Development of a Single Vial Mass Flow Rate Monitor to Assess Pharmaceutical Freeze Drying Heterogeneity
Tiffany Yu, Richard Marx, Michael Hinds, Nicholas Schott, Emily Gong, Seongkyu Yoon & William Kessler
doi : 10.1208/s12249-024-02961-0
Volume 25, article number 245, (2024)
During pharmaceutical lyophilization processes, inter-vial drying heterogeneity remains a significant obstacle. Due to differences in heat and mass transfer based on vial position within the freeze drier, edge vials freeze differently, are typically warmer and dry faster than center vials. This vial position-dependent heterogeneity within the freeze dryer leads to tradeoffs during process development. During primary drying, process developers must be careful to avoid shelf temperatures that would result in overheating of edge vials causing the product sublimation interface temperature to rise above the critical (collapse) temperature. However, at lower shelf temperatures, center vials require longer to complete primary drying, risking collapse or melt-back due to incomplete drying.
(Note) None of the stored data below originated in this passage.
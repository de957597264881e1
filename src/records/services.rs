use time::{format_description::well_known::Rfc3339, macros::format_description, Date, OffsetDateTime, UtcOffset};
use tracing::{info, warn};
use uuid::Uuid;

use super::{
    dto::CreateRecordRequest,
    repo_types::{NewRecord, Record},
    stats::{summarize, Summary},
};
use crate::error::{AppError, AppResult};
use crate::store::RecordStore;

pub const NOT_FOUND_MESSAGE: &str = "Record not found or not authorized";

fn require_user(user_id: Option<Uuid>) -> AppResult<Uuid> {
    user_id.ok_or(AppError::Unauthorized)
}

/// Accepts `YYYY-MM-DD`, or an RFC 3339 timestamp whose UTC date is used.
pub fn parse_record_date(raw: &str) -> Option<Date> {
    let raw = raw.trim();
    Date::parse(raw, format_description!("[year]-[month]-[day]"))
        .ok()
        .or_else(|| {
            OffsetDateTime::parse(raw, &Rfc3339)
                .ok()
                .map(|t| t.to_offset(UtcOffset::UTC).date())
        })
}

/// The caller's records, newest date first.
pub async fn list(records: &dyn RecordStore, user_id: Option<Uuid>) -> AppResult<Vec<Record>> {
    let owner = require_user(user_id)?;
    Ok(records.list_by_owner(owner).await?)
}

/// Amount is stored as given; there is no range check.
pub async fn create(
    records: &dyn RecordStore,
    user_id: Option<Uuid>,
    input: CreateRecordRequest,
) -> AppResult<Record> {
    let owner = require_user(user_id)?;
    let raw_date = input.date.filter(|d| !d.trim().is_empty());
    let (Some(raw_date), Some(amount)) = (raw_date, input.amount) else {
        return Err(AppError::Validation("Missing required fields".into()));
    };
    let date = parse_record_date(&raw_date).ok_or_else(|| {
        warn!(date = %raw_date, "unparsable record date");
        AppError::Validation("Invalid date".into())
    })?;

    let rec = records
        .insert(NewRecord {
            user_id: owner,
            date,
            amount,
            text: input.text.unwrap_or_default(),
        })
        .await?;
    info!(record_id = %rec.id, user_id = %owner, "record created");
    Ok(rec)
}

/// Deletes only the caller's own record. Someone else's record, an unknown
/// id and an id that is not a UUID all look the same: not found.
pub async fn delete(
    records: &dyn RecordStore,
    user_id: Option<Uuid>,
    record_id: &str,
) -> AppResult<()> {
    let owner = require_user(user_id)?;
    let not_found = || AppError::NotFound(NOT_FOUND_MESSAGE.into());
    let id = Uuid::parse_str(record_id).map_err(|_| not_found())?;
    if !records.delete_owned(owner, id).await? {
        warn!(record_id = %id, user_id = %owner, "delete matched nothing");
        return Err(not_found());
    }
    info!(record_id = %id, user_id = %owner, "record deleted");
    Ok(())
}

pub async fn summary(records: &dyn RecordStore, user_id: Option<Uuid>) -> AppResult<Summary> {
    let rows = list(records, user_id).await?;
    Ok(summarize(&rows))
}
use serde::{Deserialize, Serialize};
use uuid::Uuid;

use super::repo_types::{Role, User};

/// JWT payload carried by the session cookie.
#[derive(Debug, Clone, Serialize, Deserialize)]
pub struct Claims {
    pub sub: Uuid,      // user ID
    pub email: String,  // normalized email at issue time
    pub role: Role,
    pub iat: usize,     // issued at (unix timestamp)
    pub exp: usize,     // expires at (unix timestamp)
    pub iss: String,    // issuer
    pub aud: String,    // audience
}

/// Identity facts a token is minted from.
#[derive(Debug, Clone, PartialEq, Eq)]
pub struct SessionUser {
    pub id: Uuid,
    pub email: String,
    pub role: Role,
}

impl From<&User> for SessionUser {
    fn from(u: &User) -> Self {
        Self {
            id: u.id,
            email: u.email.clone(),
            role: u.role,
        }
    }
}
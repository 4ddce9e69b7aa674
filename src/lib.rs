//! Cooperative tasklets and rendezvous channels.
//!
//! Each OS thread gets its own scheduler with a main tasklet standing for the
//! thread's stack. Tasklets run on their own coroutine stacks and only switch
//! at explicit points: `schedule`, blocking channel operations, and
//! `run`/`switch`/`kill` aimed at another tasklet.
//!
//! ```no_run
//! use tasklets::{Channel, Tasklet};
//!
//! let channel = Channel::new();
//! let tx = channel.clone();
//! Tasklet::spawn(move |_| tx.send(42_i64))?;
//! let value = channel.receive()?;
//! assert_eq!(value.get::<i64>(), Some(42));
//! # Ok::<(), tasklets::TaskletError>(())
//! ```

pub mod cli;
pub mod runtime;
pub mod utils;
pub mod version;

pub use runtime::task::{
    Args, AtomicGuard, Channel, ErrorKind, ExitSignal, MetricsSnapshot, Result, RunOptions,
    SchedulerConfig, Tasklet, TaskletError, TaskletId, ThreadId, ThreadInfo, Value, atomic,
    current_thread_id, get_thread_info, getcurrent, getcurrentid, getmain, getruncount,
    init_runtime, os_thread_id, run, run_all, runtime as tasklet_runtime, schedule, schedule_remove,
    schedule_remove_with, schedule_with, threads,
};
Both situations may result in poor product quality affecting drug stability, activity, and reconstitution times. We present a new approach for monitoring vial location-specific water vapor mass flow based on Tunable Diode Laser Absorption Spectroscopy (TDLAS). The single vial monitor enables measurement of the gas flow velocity, water vapor temperature, and gas concentration from the sublimating ice, enabling the calculation of the mass flow rate which can be used in combination with a heat and mass transfer model to determine vial heat transfer coefficients and product resistance to drying. These parameters can in turn be used for robust and rapid process development and control.